This repository contains the scripts to reproduce the analysis and the figures of this paper (DOI): https://doi.org/10.1101/2022.03.04.482992
It is divided in the following sections:
- cellranger: Processing of 119 10x samples (libraries) from Jerber et al.2021
- demuxlet: It deconvolutes the donor origin of pooled lines by generating a VCF with the common biallelic variants (gnomad, >5%) from HipSci lines (genotype data).

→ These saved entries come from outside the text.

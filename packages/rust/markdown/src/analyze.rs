//! Reading metrics for converted Markdown: word count, reading time,
//! language and an extractive summary.

use std::sync::LazyLock;

use regex::Regex;

/// Average reading speed, words per minute.
pub const WORDS_PER_MINUTE: usize = 225;

/// Share of CJK characters above which a text is classified as Chinese.
const CJK_RATIO: f64 = 0.3;

/// Sentence fragments this short (in characters) never make it into a summary.
const MIN_SENTENCE_CHARS: usize = 10;

/// Metrics computed from one document.
#[derive(Debug, Clone, PartialEq, Eq)]
pub struct Analysis {
    pub word_count: usize,
    pub reading_time_minutes: usize,
    pub language: String,
    pub summary: String,
}

/// Compute all metrics for `markdown`.
pub fn analyze(markdown: &str, summary_length: usize) -> Analysis {
    let text = plain_text(markdown);
    let word_count = word_count(&text);
    Analysis {
        word_count,
        reading_time_minutes: reading_time(word_count),
        language: detect_language(&text).to_string(),
        summary: summarize(&text, summary_length),
    }
}

pub fn is_cjk(c: char) -> bool {
    matches!(c, '\u{4e00}'..='\u{9fff}' | '\u{3400}'..='\u{4dbf}' | '\u{f900}'..='\u{faff}')
}

/// Strip Markdown syntax that is not prose.
pub fn plain_text(markdown: &str) -> String {
    static FENCED_RE: LazyLock<Regex> =
        LazyLock::new(|| Regex::new(r"(?s)```.*?(```|\z)").expect("valid regex"));
    static IMAGE_RE: LazyLock<Regex> =
        LazyLock::new(|| Regex::new(r"!\[[^\]]*\]\([^)]*\)").expect("valid regex"));
    static LINK_RE: LazyLock<Regex> =
        LazyLock::new(|| Regex::new(r"\[([^\]]*)\]\([^)]*\)").expect("valid regex"));
    static INLINE_CODE_RE: LazyLock<Regex> =
        LazyLock::new(|| Regex::new(r"`([^`]*)`").expect("valid regex"));
    // One pattern per delimiter, longest first.
    static EMPHASIS_RES: LazyLock<Vec<Regex>> = LazyLock::new(|| {
        [
            r"\*\*\*(\S(?:.*?\S)?)\*\*\*",
            r"\b___(\S(?:.*?\S)?)___\b",
            r"\*\*(\S(?:.*?\S)?)\*\*",
            r"\b__(\S(?:.*?\S)?)__\b",
            r"\*(\S(?:.*?\S)?)\*",
            r"\b_(\S(?:.*?\S)?)_\b",
            r"~~(\S(?:.*?\S)?)~~",
            r"==(\S(?:.*?\S)?)==",
        ]
        .into_iter()
        .map(|pattern| Regex::new(pattern).expect("valid regex"))
        .collect()
    });
    static LINE_PREFIX_RE: LazyLock<Regex> = LazyLock::new(|| {
        Regex::new(r"(?m)^[ \t]*(?:#{1,6}[ \t]+|>[ \t]?|[-*+][ \t]+|\d+\.[ \t]+|:[ \t]+)")
            .expect("valid regex")
    });
    static RULE_RE: LazyLock<Regex> = LazyLock::new(|| {
        Regex::new(r"(?m)^[ \t]*(?:-{3,}|\*{3,}|\|?[ \t:|-]+\|[ \t:|-]*)$").expect("valid regex")
    });
    static HTML_TAG_RE: LazyLock<Regex> =
        LazyLock::new(|| Regex::new(r"</?[a-zA-Z][^>]*>").expect("valid regex"));

    let text = FENCED_RE.replace_all(markdown, " ");
    let text = IMAGE_RE.replace_all(&text, " ");
    let text = LINK_RE.replace_all(&text, "$1");
    let text = INLINE_CODE_RE.replace_all(&text, "$1");
    let mut text = text.into_owned();
    for re in EMPHASIS_RES.iter() {
        text = re.replace_all(&text, "$1").into_owned();
    }
    let text = RULE_RE.replace_all(&text, "");
    let text = LINE_PREFIX_RE.replace_all(&text, "");
    let text = HTML_TAG_RE.replace_all(&text, "");
    text.replace('|', " ")
}

/// CJK ideographs count one word each; everything else is split on whitespace.
pub fn word_count(text: &str) -> usize {
    let cjk = text.chars().filter(|c| is_cjk(*c)).count();
    let rest: String = text
        .chars()
        .map(|c| if is_cjk(c) { ' ' } else { c })
        .collect();
    cjk + rest.split_whitespace().count()
}

/// Whole minutes, rounded up. Zero words take zero minutes.
pub fn reading_time(word_count: usize) -> usize {
    word_count.div_ceil(WORDS_PER_MINUTE)
}

/// `zh` when CJK characters make up more than 30% of non-whitespace text.
pub fn detect_language(text: &str) -> &'static str {
    let mut total = 0usize;
    let mut cjk = 0usize;
    for c in text.chars().filter(|c| !c.is_whitespace()) {
        total += 1;
        if is_cjk(c) {
            cjk += 1;
        }
    }
    if total > 0 && cjk as f64 / total as f64 > CJK_RATIO {
        "zh"
    } else {
        "en"
    }
}

/// Leading sentences that fit in `max_chars`.
///
/// Falls back to a truncated first sentence when no sentence qualifies.
pub fn summarize(text: &str, max_chars: usize) -> String {
    let sentences = split_sentences(text);

    let mut summary = String::new();
    let mut len = 0usize;
    for sentence in sentences
        .iter()
        .filter(|s| s.chars().count() > MIN_SENTENCE_CHARS)
    {
        let add = sentence.chars().count() + usize::from(!summary.is_empty());
        if len + add > max_chars {
            break;
        }
        if !summary.is_empty() {
            summary.push(' ');
        }
        summary.push_str(sentence);
        len += add;
    }
    if !summary.is_empty() {
        return summary;
    }

    match sentences.first() {
        Some(first) => truncate_chars(first, max_chars),
        None => String::new(),
    }
}

fn split_sentences(text: &str) -> Vec<String> {
    let mut sentences = Vec::new();
    let mut current = String::new();

    for c in text.chars() {
        current.push(if c.is_whitespace() { ' ' } else { c });
        if matches!(c, '.' | '!' | '?' | '。' | '！' | '？') {
            push_sentence(&mut sentences, &current);
            current.clear();
        }
    }
    push_sentence(&mut sentences, &current);
    sentences
}

fn push_sentence(sentences: &mut Vec<String>, raw: &str) {
    let collapsed = raw.split_whitespace().collect::<Vec<_>>().join(" ");
    if !collapsed.is_empty() {
        sentences.push(collapsed);
    }
}

fn truncate_chars(s: &str, max_chars: usize) -> String {
    if s.chars().count() <= max_chars {
        return s.to_string();
    }
    let cut: String = s.chars().take(max_chars.saturating_sub(3)).collect();
    format!("{}...", cut.trim_end())
}

#[cfg(test)]
mod tests {
    use super::*;

    #[test]
    fn counts_cjk_and_latin_words() {
        assert_eq!(word_count("hello world"), 2);
        assert_eq!(word_count("你好世界"), 4);
        assert_eq!(word_count("Rust 语言 rocks"), 4);
        assert_eq!(word_count("   "), 0);
    }

    #[test]
    fn reading_time_rounds_up() {
        assert_eq!(reading_time(0), 0);
        assert_eq!(reading_time(1), 1);
        assert_eq!(reading_time(225), 1);
        assert_eq!(reading_time(226), 2);
    }

    #[test]
    fn language_threshold() {
        assert_eq!(detect_language("This is English text"), "en");
        assert_eq!(detect_language("这是中文文本 with English"), "zh");
        assert_eq!(detect_language(""), "en");
    }

    #[test]
    fn plain_text_drops_markdown_syntax() {
        let md = "# Title\n\nSome **bold** and [a link](https://x.io) here.\n\n![img](a.png)\n\n```rust\nlet code = 1;\n```\n\n- item `inline`";
        let text = plain_text(md);
        assert!(text.contains("Title"));
        assert!(text.contains("Some bold and a link here."));
        assert!(text.contains("item inline"));
        assert!(!text.contains("https://x.io"));
        assert!(!text.contains("a.png"));
        assert!(!text.contains("let code"));
        assert!(!text.contains('#'));
    }

    #[test]
    fn plain_text_drops_every_emphasis_delimiter() {
        let md = "***all*** **strong** *em* __under__ _it_ ~~gone~~ ==marked== keep snake_case_name";
        assert_eq!(
            plain_text(md),
            "all strong em under it gone marked keep snake_case_name"
        );
    }

    #[test]
    fn summary_skips_fragments_and_respects_cap() {
        let text = "Hi. This is the first real sentence. And here is a second one! Third sentence is long enough too?";
        let summary = summarize(text, 70);
        assert_eq!(
            summary,
            "This is the first real sentence. And here is a second one!"
        );
    }

    #[test]
    fn summary_falls_back_to_truncated_first_sentence() {
        let text = "An extremely long opening sentence that will never fit in the tiny cap.";
        let summary = summarize(text, 20);
        assert!(summary.ends_with("..."));
        assert!(summary.chars().count() <= 20);
    }

    #[test]
    fn summary_handles_cjk_terminators() {
        let text = "这是第一个比较长的中文句子内容。这是第二个同样很长的中文句子！";
        let summary = summarize(text, 200);
        assert!(summary.starts_with("这是第一个"));
        assert!(summary.contains('！'));
    }

    #[test]
    fn analyze_invariants() {
        let a = analyze("Some words here for reading.", 200);
        assert_eq!(a.word_count, 5);
        assert_eq!(a.reading_time_minutes, 1);
        assert_eq!(a.language, "en");
        assert_eq!(a.summary, "Some words here for reading.");
    }
}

- singleCellProcessing: Using the Scanpy platform (Python 3.7.3), we merged the data, performed dimensionality reduction, batch correction, clustering and annotate them. h5 objects are deposited in https://zenodo.org/record/6079122#.Yj4p7S2l1QI
- analysis: It includes the scripts that analyse the impact of somatic variants in the pooled dopaminergic differentiation profiled at days 11, 30 and 52. It generates all the intermediate tables necessary to reproduce the main and supplementary figures. We included the input files required to run the array jobs.
In the main directory, there are also those scripts:
- commands.sh: indicates the order to run the entire pipeline and be able to reproduce the main figures (figure*.R) and the supplementary figures (suppFigure*.R) of the paper.
- libraryInstall.R: contains the list of required R packages to run the data analysis and to reproduce the figures of the paper.
- functionsToImport.R: list of functions to be imported to reproduce figures.
- suppTabs/: Folder with the supplementary tables (tab-separated values).